2022年6月30日

人はなぜ宇宙人に誘拐されるのか?:自我を形作る「意識」と「無意識」の並列システム

エリエザー・J・スタンバーグ(著)水野涼(訳) 2017 竹書房

「目の見えない人は夢で何を”見る”のか?」「ゾンビは車で通勤できるのか?」「起きていないことを思い出すことはできるのか?」「人はなぜ宇宙人に誘拐されるのか?」「統合失調症患者にはなぜ声が聞こえるのか?」「催眠術で人を殺させることはできるのか?」などなど,突飛な,しかし,非常に興味をそそる<謎>を設定して,そこから人間の意識と脳の関係について探る,非常にエキサイティングな本です。

他にもいくつか章があるのですが,一連の流れの中で章と章の問がつながっていたり展開していたりして,単にテーマがオムニバス的に並んでいるだけではない,流れの面白さもあって,とても読みやすいです。
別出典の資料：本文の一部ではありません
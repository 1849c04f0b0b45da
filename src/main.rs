//! Tapquest entry point
//!
//! Native builds run a small line-oriented driver over a file-backed save
//! directory. The browser build enters through `platform::wasm_start`.

#[cfg(not(target_arch = "wasm32"))]
mod repl {
    use std::io::{self, BufRead, Write};
    use std::path::PathBuf;

    use glam::Vec2;
    use tapquest::Game;
    use tapquest::platform::FileStore;
    use tapquest::settings::EconomyField;
    use tapquest::sim::{GameEvent, InteractableId, TickInput};

    /// Fixed frame step used to walk the player
    const FRAME_DT: f32 = 1.0 / 60.0;
    /// Give up on a walk after this many frames
    const MAX_WALK_FRAMES: usize = 60 * 60;

    const HELP: &str = "\
commands:
  tap <x> <y>          walk to a point
  interact <id>        use an object within reach
  swat                 shoo the bat
  quiz <subject>       take a quiz
  set <key> <value>    change an economy value
  status               show coins, moves and objects
  reset                wipe progress
  quit";

    pub fn data_dir() -> PathBuf {
        std::env::var_os("TAPQUEST_DATA_DIR")
            .map(PathBuf::from)
            .unwrap_or_else(|| PathBuf::from("tapquest-data"))
    }

    pub fn run(seed: u64) -> io::Result<()> {
        let dir = data_dir();
        log::info!("Using save directory {}", dir.display());
        let mut game = Game::launch(FileStore::new(dir), seed);

        let stdin = io::stdin();
        let mut lines = stdin.lock().lines();
        let mut out = io::stdout();
        writeln!(out, "{HELP}")?;
        print_status(&game, &mut out)?;

        loop {
            write!(out, "> ")?;
            out.flush()?;
            let Some(line) = lines.next().transpose()? else {
                break;
            };
            let words: Vec<&str> = line.split_whitespace().collect();
            match words.as_slice() {
                [] => {}
                ["quit"] | ["exit"] => break,
                ["help"] => writeln!(out, "{HELP}")?,
                ["status"] => print_status(&game, &mut out)?,
                ["tap", x, y] => match (x.parse::<f32>(), y.parse::<f32>()) {
                    (Ok(x), Ok(y)) if x.is_finite() && y.is_finite() => {
                        walk(&mut game, Vec2::new(x, y), &mut out)?
                    }
                    _ => writeln!(out, "tap needs two finite numbers")?,
                },
                ["interact", id] => match game.interact(&InteractableId::from(*id)) {
                    Ok(success) => writeln!(out, "{} (balance {})", success.message, success.balance)?,
                    Err(rejection) => writeln!(out, "Can't: {rejection}")?,
                },
                ["swat"] => {
                    if game.swat_bat() {
                        writeln!(out, "The bat flaps away.")?;
                    } else {
                        writeln!(out, "There's no bat.")?;
                    }
                }
                ["quiz", subject @ ..] if !subject.is_empty() => {
                    take_quiz(&mut game, &subject.join(" "), &mut lines, &mut out)?
                }
                ["set", key, value] => match (EconomyField::from_key(key), value.parse::<i64>()) {
                    (Some(field), Ok(value)) => {
                        let applied = game.set_economy_value(field, value);
                        writeln!(out, "{key} = {applied}")?;
                    }
                    (None, _) => writeln!(out, "Unknown economy key '{key}'")?,
                    (_, Err(_)) => writeln!(out, "'{value}' is not a number")?,
                },
                ["reset"] => {
                    game.reset_progress();
                    writeln!(out, "Progress wiped.")?;
                }
                _ => writeln!(out, "Unknown command, try 'help'")?,
            }
        }

        if !game.flush() {
            log::warn!("Final save failed");
        }
        Ok(())
    }

    fn walk(game: &mut Game<FileStore>, target: Vec2, out: &mut impl Write) -> io::Result<()> {
        let mut input = TickInput {
            tap_target: Some(target),
        };
        for _ in 0..MAX_WALK_FRAMES {
            let events = game.tick(&input, FRAME_DT);
            input.tap_target = None;
            for event in &events {
                print_event(event, out)?;
            }
            if !game.state().player.is_walking() {
                break;
            }
        }
        let pos = game.player_position();
        writeln!(out, "You are at ({:.0}, {:.0})", pos.x, pos.y)
    }

    fn print_event(event: &GameEvent, out: &mut impl Write) -> io::Result<()> {
        match event {
            GameEvent::MoveCompleted { count } => writeln!(out, "Move {count} done."),
            GameEvent::Respawned { id } => writeln!(out, "{id} is back."),
            GameEvent::BatArrived => writeln!(out, "A bat swoops in! ('swat' it before your next move)"),
            GameEvent::BatBite { penalty, balance } => {
                writeln!(out, "The bat bit you: -{penalty} coins, {balance} left.")
            }
            GameEvent::SepticOverdue => writeln!(out, "The septic tank needs pumping."),
            GameEvent::SepticOverflow { penalty, balance } => {
                writeln!(out, "The septic tank overflowed: -{penalty} coins, {balance} left.")
            }
        }
    }

    fn print_status(game: &Game<FileStore>, out: &mut impl Write) -> io::Result<()> {
        let state = game.state();
        let pos = game.player_position();
        writeln!(
            out,
            "coins {}  moves {}  at ({:.0}, {:.0})",
            state.coins(),
            state.completed_moves(),
            pos.x,
            pos.y
        )?;
        for config in state.registry.configs() {
            let Some(runtime) = state.registry.state(&config.id) else {
                continue;
            };
            let distance = tapquest::distance(pos, runtime.position);
            match runtime.respawn_at_move {
                Some(at) if runtime.hidden => {
                    writeln!(out, "  {:<14} back at move {}", config.id, at)?
                }
                _ => writeln!(
                    out,
                    "  {:<14} ({:.0}, {:.0})  {:.0} away",
                    config.id, runtime.position.x, runtime.position.y, distance
                )?,
            }
        }
        if state.minigames.bat.active {
            writeln!(out, "  a bat is circling")?;
        }
        Ok(())
    }

    fn take_quiz(
        game: &mut Game<FileStore>,
        subject: &str,
        lines: &mut impl Iterator<Item = io::Result<String>>,
        out: &mut impl Write,
    ) -> io::Result<()> {
        let Some(mut session) = game.start_quiz(subject) else {
            let subjects = game.bank().subjects().join(", ");
            return writeln!(out, "Not enough questions on '{subject}'. Try: {subjects}");
        };
        session.start();

        for i in 0..session.questions().len() {
            let question = &session.questions()[i];
            writeln!(out, "\nQ{}: {}", i + 1, question.prompt)?;
            for (n, option) in question.options.iter().enumerate() {
                writeln!(out, "  {}) {}", n + 1, option)?;
            }
            let option_count = question.options.len();
            loop {
                write!(out, "answer> ")?;
                out.flush()?;
                let Some(line) = lines.next().transpose()? else {
                    return writeln!(out, "Quiz abandoned.");
                };
                match line.trim().parse::<usize>() {
                    Ok(n) if (1..=option_count).contains(&n) => {
                        if let Err(e) = session.answer(i, n - 1) {
                            writeln!(out, "{e}")?;
                            continue;
                        }
                        break;
                    }
                    _ => writeln!(out, "Pick 1-{option_count}")?,
                }
            }
            session.next();
        }

        match game.submit_quiz(&mut session) {
            Ok(submission) => {
                let result = &submission.result;
                writeln!(
                    out,
                    "\n{}/{} correct ({}%), +{} coins. {} overall: {}%",
                    result.correct_count,
                    result.question_count,
                    result.percent_correct(),
                    submission.coins_awarded,
                    result.subject,
                    result.stats.percent_correct()
                )
            }
            Err(e) => writeln!(out, "Couldn't submit: {e}"),
        }
    }
}

#[cfg(not(target_arch = "wasm32"))]
fn main() {
    env_logger::init();
    log::info!("Tapquest (native) starting...");

    let seed = std::time::SystemTime::now()
        .duration_since(std::time::UNIX_EPOCH)
        .map(|d| d.as_secs())
        .unwrap_or(0);

    if let Err(e) = repl::run(seed) {
        log::error!("Terminal I/O failed: {}", e);
        std::process::exit(1);
    }
}

#[cfg(target_arch = "wasm32")]
fn main() {
    // Browser entry is platform::wasm_start
}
翻訳の日本語も非常にこなれていて,奇妙な直訳調の文章もなく,読みやすかったです。翻訳論として,原語に忠実に訳すか,翻訳する言語に近づけて訳すかは,議論があるところですが(どちらが優れているとか劣っているとかではなく),自分が訳すときは原語のニュアンスを残しつつこなれた訳を目指そうとする折衷派(といえば聞こえが良いが,要するにどっちつかず)。でも,読者の立場だとこなれた日本語を求めてしまう自己矛盾。

脳は,思考や記憶などの認知的な過程において,材料に欠落があると,適当に見繕って物語を構築してしまう。そんな「都合の良く」「うまいことやろうとする」脳の巧妙さと健気さに触れることができます。